WHAT IS REQUIRED – Reproduce, without any change, the span of lines from the opening of the records below to the line containing "use std::time::Duration;", inclusive.

AVAILABLE DATA –

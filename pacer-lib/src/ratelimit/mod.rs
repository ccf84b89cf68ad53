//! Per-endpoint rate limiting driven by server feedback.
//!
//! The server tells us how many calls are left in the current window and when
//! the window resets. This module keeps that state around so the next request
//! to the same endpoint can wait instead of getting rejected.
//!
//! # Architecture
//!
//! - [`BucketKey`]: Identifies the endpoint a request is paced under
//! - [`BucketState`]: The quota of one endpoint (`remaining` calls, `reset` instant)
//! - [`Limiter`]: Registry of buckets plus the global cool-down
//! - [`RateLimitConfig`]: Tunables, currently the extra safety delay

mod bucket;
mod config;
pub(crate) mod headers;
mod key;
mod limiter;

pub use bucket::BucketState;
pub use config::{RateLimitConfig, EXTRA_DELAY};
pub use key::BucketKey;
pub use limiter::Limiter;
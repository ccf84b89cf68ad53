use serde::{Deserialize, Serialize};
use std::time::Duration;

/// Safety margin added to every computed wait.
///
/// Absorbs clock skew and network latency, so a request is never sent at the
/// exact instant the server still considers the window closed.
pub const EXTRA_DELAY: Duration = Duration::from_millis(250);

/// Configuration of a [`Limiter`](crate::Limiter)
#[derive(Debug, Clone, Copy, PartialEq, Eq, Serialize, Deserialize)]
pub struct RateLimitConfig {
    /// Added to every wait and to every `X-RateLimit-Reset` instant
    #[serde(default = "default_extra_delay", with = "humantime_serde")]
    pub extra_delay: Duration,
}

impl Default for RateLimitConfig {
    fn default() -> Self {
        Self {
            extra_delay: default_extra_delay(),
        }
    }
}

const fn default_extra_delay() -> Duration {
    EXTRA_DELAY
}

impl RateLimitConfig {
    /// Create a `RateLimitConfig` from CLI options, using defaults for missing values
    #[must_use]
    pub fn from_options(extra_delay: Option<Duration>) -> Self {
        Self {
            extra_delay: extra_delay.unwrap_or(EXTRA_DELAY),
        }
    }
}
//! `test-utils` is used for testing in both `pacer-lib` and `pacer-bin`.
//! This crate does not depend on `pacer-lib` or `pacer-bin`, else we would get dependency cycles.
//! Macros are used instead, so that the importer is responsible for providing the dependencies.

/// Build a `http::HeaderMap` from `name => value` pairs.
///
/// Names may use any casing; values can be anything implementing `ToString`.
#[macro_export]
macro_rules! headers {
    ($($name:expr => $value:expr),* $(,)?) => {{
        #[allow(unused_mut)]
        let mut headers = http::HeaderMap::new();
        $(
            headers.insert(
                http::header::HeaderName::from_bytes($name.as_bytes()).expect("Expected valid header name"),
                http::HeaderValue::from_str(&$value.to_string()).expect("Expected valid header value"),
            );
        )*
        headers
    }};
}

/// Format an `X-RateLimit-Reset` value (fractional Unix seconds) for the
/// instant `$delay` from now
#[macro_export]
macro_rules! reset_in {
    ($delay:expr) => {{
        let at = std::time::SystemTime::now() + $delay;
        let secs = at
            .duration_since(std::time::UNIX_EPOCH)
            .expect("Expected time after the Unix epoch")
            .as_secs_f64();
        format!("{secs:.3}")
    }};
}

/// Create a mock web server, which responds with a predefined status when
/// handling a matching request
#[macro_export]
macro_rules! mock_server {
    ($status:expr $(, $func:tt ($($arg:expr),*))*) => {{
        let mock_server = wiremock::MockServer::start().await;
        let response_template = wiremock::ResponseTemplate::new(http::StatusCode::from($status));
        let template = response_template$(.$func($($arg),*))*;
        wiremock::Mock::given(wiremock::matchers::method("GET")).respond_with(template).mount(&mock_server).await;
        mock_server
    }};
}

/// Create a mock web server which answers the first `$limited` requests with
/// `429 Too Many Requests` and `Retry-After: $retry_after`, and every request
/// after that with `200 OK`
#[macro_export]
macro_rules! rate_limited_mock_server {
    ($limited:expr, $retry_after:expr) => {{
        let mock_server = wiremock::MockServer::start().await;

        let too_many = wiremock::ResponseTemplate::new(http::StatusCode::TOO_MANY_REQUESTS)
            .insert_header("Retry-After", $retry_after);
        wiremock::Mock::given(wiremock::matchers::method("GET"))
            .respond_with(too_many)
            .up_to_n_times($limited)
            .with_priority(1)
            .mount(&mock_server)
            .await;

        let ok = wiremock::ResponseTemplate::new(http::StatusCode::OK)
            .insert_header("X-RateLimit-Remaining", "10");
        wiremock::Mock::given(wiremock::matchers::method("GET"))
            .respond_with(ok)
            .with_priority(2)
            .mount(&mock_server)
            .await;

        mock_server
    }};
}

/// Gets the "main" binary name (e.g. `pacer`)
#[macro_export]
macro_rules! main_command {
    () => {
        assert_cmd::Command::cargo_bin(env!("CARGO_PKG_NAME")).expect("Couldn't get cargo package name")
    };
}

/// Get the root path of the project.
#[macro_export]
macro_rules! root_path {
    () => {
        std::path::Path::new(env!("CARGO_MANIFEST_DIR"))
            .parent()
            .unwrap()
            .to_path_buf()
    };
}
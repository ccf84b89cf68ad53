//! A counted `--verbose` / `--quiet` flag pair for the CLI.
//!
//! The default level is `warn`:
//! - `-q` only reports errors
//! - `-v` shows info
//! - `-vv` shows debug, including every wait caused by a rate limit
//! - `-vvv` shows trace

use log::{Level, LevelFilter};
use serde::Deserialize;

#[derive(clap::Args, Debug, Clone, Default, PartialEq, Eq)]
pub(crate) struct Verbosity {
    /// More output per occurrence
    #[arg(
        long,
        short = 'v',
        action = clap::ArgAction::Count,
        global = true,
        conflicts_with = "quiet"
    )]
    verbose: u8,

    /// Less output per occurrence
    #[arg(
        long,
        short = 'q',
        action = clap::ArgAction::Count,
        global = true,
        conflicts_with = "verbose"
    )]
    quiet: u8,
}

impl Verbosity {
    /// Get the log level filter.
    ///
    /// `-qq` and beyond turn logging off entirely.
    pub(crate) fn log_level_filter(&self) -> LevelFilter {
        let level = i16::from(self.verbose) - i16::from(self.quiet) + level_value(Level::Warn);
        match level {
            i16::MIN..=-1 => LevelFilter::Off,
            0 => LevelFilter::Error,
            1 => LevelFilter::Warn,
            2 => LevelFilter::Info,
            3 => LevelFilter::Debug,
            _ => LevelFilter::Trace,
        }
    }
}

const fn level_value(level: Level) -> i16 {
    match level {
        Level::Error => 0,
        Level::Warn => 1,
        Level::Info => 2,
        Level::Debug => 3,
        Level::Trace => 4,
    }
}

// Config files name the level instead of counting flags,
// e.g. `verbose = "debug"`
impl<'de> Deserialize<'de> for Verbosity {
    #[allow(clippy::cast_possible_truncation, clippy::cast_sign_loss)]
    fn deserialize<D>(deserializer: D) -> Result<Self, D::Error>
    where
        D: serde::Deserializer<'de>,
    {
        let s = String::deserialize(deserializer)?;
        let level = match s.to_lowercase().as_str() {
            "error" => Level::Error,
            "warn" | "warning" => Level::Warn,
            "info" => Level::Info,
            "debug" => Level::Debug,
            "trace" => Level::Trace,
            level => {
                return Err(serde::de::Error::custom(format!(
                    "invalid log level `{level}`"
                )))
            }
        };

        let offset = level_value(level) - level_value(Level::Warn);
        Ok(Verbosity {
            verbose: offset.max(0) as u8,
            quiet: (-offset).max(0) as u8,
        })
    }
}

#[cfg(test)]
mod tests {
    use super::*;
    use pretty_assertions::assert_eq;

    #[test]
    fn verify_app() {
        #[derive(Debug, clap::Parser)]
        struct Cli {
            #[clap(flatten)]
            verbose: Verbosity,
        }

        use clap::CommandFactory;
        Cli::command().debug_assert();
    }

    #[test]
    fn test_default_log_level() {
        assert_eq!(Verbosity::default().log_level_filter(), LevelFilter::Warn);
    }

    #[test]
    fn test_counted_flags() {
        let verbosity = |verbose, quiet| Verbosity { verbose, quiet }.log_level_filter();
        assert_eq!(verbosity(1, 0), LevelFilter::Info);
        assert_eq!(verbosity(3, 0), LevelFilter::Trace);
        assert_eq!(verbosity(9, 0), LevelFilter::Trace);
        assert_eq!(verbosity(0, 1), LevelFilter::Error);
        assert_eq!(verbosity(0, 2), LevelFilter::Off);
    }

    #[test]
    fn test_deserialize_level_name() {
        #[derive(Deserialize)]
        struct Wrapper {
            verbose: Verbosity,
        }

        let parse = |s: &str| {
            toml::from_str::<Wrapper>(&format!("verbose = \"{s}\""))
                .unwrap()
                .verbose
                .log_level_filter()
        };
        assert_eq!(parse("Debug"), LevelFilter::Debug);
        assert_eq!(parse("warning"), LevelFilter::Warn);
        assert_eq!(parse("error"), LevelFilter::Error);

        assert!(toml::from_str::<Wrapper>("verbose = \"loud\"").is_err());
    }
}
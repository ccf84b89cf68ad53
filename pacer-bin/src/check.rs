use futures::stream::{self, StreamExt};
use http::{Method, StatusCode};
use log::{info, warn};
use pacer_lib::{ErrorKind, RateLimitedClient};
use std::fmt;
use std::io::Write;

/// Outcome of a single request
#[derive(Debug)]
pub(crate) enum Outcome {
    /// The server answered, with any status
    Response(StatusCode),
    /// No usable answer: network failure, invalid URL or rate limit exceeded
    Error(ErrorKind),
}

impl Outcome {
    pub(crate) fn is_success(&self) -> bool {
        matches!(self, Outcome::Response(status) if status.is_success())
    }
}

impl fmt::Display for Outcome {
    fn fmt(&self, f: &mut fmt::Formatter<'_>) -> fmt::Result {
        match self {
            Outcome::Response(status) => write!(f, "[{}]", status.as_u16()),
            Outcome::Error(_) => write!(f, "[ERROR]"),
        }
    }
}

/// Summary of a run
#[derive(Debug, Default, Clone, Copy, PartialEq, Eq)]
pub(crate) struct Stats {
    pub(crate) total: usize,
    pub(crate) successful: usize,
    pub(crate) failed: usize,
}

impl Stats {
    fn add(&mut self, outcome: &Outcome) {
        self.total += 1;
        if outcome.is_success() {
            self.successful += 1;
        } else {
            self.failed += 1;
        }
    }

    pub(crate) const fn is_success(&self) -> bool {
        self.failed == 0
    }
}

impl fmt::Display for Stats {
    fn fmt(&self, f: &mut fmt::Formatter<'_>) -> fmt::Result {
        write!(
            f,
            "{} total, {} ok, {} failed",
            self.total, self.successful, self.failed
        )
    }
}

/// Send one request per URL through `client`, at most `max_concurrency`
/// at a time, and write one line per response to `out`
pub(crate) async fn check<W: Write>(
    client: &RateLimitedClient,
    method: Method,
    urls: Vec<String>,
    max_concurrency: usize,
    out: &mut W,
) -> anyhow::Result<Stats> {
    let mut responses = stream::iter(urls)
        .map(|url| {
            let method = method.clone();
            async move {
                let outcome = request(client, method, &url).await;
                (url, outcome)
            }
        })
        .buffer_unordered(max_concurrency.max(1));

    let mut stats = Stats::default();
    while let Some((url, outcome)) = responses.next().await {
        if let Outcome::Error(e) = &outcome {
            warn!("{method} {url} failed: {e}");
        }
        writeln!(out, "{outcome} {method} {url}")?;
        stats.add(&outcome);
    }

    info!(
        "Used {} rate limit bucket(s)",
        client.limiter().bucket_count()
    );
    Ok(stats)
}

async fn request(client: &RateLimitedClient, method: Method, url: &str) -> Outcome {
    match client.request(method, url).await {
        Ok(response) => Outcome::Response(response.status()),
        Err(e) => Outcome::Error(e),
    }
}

ANSWER TO THE PROBLEM –
filename pacer-lib/src/ratelimit/mod.rs
repository ccf84b89cf68ad53
//! Per-endpoint rate limiting driven by server feedback.
//!
//! The server tells us how many calls are left in the current window and when
//! the window resets. This module keeps that state around so the next request
//! to the same endpoint can wait instead of getting rejected.
//!
//! # Architecture
//!
//! - [`BucketKey`]: Identifies the endpoint a request is paced under
//! - [`BucketState`]: The quota of one endpoint (`remaining` calls, `reset` instant)
//! - [`Limiter`]: Registry of buckets plus the global cool-down
//! - [`RateLimitConfig`]: Tunables, currently the extra safety delay

mod bucket;
mod config;
pub(crate) mod headers;
mod key;
mod limiter;

pub use bucket::BucketState;
pub use config::{RateLimitConfig, EXTRA_DELAY};
pub use key::BucketKey;
pub use limiter::Limiter;
repository ccf84b89cf68ad53
use serde::{Deserialize, Serialize};
use std::time::Duration;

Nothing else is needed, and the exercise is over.